“Come on,” Bondi said.
She said she has been in touch with Amazon among other firms and praised their cooperation in cracking down on abuses.
“It not just about money being taken from people, it’s about water and commodities our people need to survive,” Bondi said.
The majority of complaints are coming from Miami-Dade, Broward and Palm Beach counties, she said. Many deal with food, water and ice prices, and others with gasoline.
Florida Democratic U.S. Sen. Bill Nelson said he urged federal authorities to help ensure gas is available for people trying to evacuate.
“As a growing number of Floridians are being ordered to evacuate, we need to ensure that these evacuees have access to the gasoline they need to escape this approaching storm,” Nelson wrote in a letter to Federal Emergency Management Agency administrator Brock Long. “I strongly urge FEMA to use all available resources and authorities to assist those evacuating this potentially catastrophic storm, including pre-positioning fuel supplies near and along evacuation routes so those running low on fuel can obtain an emergency supply to get them out of harm’s way.”
Some complaints have addressed high airfares, Bondi said.
Delta said it will cap fares from Florida and other affected regions at $399 for direct nonstop flights, and American was also capping fares on flights from five South Florida airports and waiving pet fees, Bondi said.
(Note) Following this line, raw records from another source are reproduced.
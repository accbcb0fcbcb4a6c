mod transport;
pub use transport::*;

mod fake_transport;
pub use fake_transport::*;
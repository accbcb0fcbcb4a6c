//! The `settings` module is a simple utility that requires manual verification.
//! See `bin/client_demo.rs` for a binary demonstrating its usage.

mod cli;
pub use clap::Parser;
pub use cli::*;

mod settings;
pub use settings::*;
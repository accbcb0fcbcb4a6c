use std::sync::atomic::{AtomicUsize, Ordering};

/// Out-of-band side effect fired when the session is unrecoverable: the
/// application is expected to navigate to its sign-in surface.
pub trait SignInGate: Send + Sync {
    fn on_session_expired(&self);
}

/// Default gate for processes without a navigation surface.
#[derive(Debug, Default)]
pub struct LoggingSignInGate;

impl SignInGate for LoggingSignInGate {
    fn on_session_expired(&self) {
        tracing::warn!("session expired; sign-in required");
    }
}

// Minimal fake implementation for basic use only.
// Extend with redirect targets when needed.
#[derive(Debug, Default)]
pub struct FakeSignInGate {
    redirects: AtomicUsize,
}

impl FakeSignInGate {
    pub fn new() -> Self {
        Self::default()
    }

    pub fn redirects(&self) -> usize {
        self.redirects.load(Ordering::SeqCst)
    }
}

impl SignInGate for FakeSignInGate {
    fn on_session_expired(&self) {
        self.redirects.fetch_add(1, Ordering::SeqCst);
    }
}
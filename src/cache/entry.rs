use std::time::Duration;

use serde::{Deserialize, Serialize};

/// Persisted cache record for one resource key. `last_fetched` is epoch
/// milliseconds and never moves backward for a given key.
#[derive(Debug, Clone, Serialize, Deserialize)]
#[serde(rename_all = "camelCase")]
pub struct CacheEntry<T> {
    pub data: T,
    pub last_fetched: i64,
}

impl<T> CacheEntry<T> {
    pub fn is_fresh(&self, now_ms: i64, stale_time: Duration) -> bool {
        let age = now_ms.saturating_sub(self.last_fetched);
        age < stale_time.as_millis() as i64
    }
}

#[derive(Debug, Clone)]
pub struct CacheConfig {
    /// Freshness window: a younger entry short-circuits the network call.
    pub stale_time: Duration,
    /// Retries after the first failed attempt.
    pub max_retries: u32,
    /// Base delay, doubled per attempt.
    pub initial_retry_delay: Duration,
}

impl Default for CacheConfig {
    fn default() -> Self {
        Self {
            stale_time: Duration::from_secs(30),
            max_retries: 3,
            initial_retry_delay: Duration::from_secs(1),
        }
    }
}

pub(crate) fn storage_key(resource_key: &str) -> String {
    format!("cache:{}", resource_key)
}

#[cfg(test)]
mod tests {
    use super::*;

    #[test]
    fn freshness_window() {
        let entry = CacheEntry {
            data: (),
            last_fetched: 10_000,
        };
        let stale_time = Duration::from_secs(30);
        assert!(entry.is_fresh(10_000, stale_time));
        assert!(entry.is_fresh(39_999, stale_time));
        assert!(!entry.is_fresh(40_000, stale_time));
        // A clock that jumped backward still reads as fresh.
        assert!(entry.is_fresh(5_000, stale_time));
    }
}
State law defines price gouging as a “gross disparity” between the current price and the average for the previous 30 days, but gives no strict statistical definition of how much is too much. Though there have been prosecuted cases or settlements after past storms, the broader effect frequently amounts to deterrence — making individual businesses think twice about jacking up prices.
More than 10,000 Floridians complained about price gouging after 2008’s Hurricane Ike, many about gas prices, but the approach of storms can shut down refineries or otherwise drive up fuel prices. In this case, Hurricane Harvey’s devastation of Texas had already affected supply and was sending prices up even before Irma entered the picture.
What does Florida’s law cover? The price gouging statute mentions “essential commodities.” The Florida Attorney’s General’s Office says this includes food, water, ice, chemicals, petroleum products, and lumber to protect or fix properties. Not covered: Alcoholic drinks and cigarettes.
To report price gouging, call 1-866-9-NO-SCAM.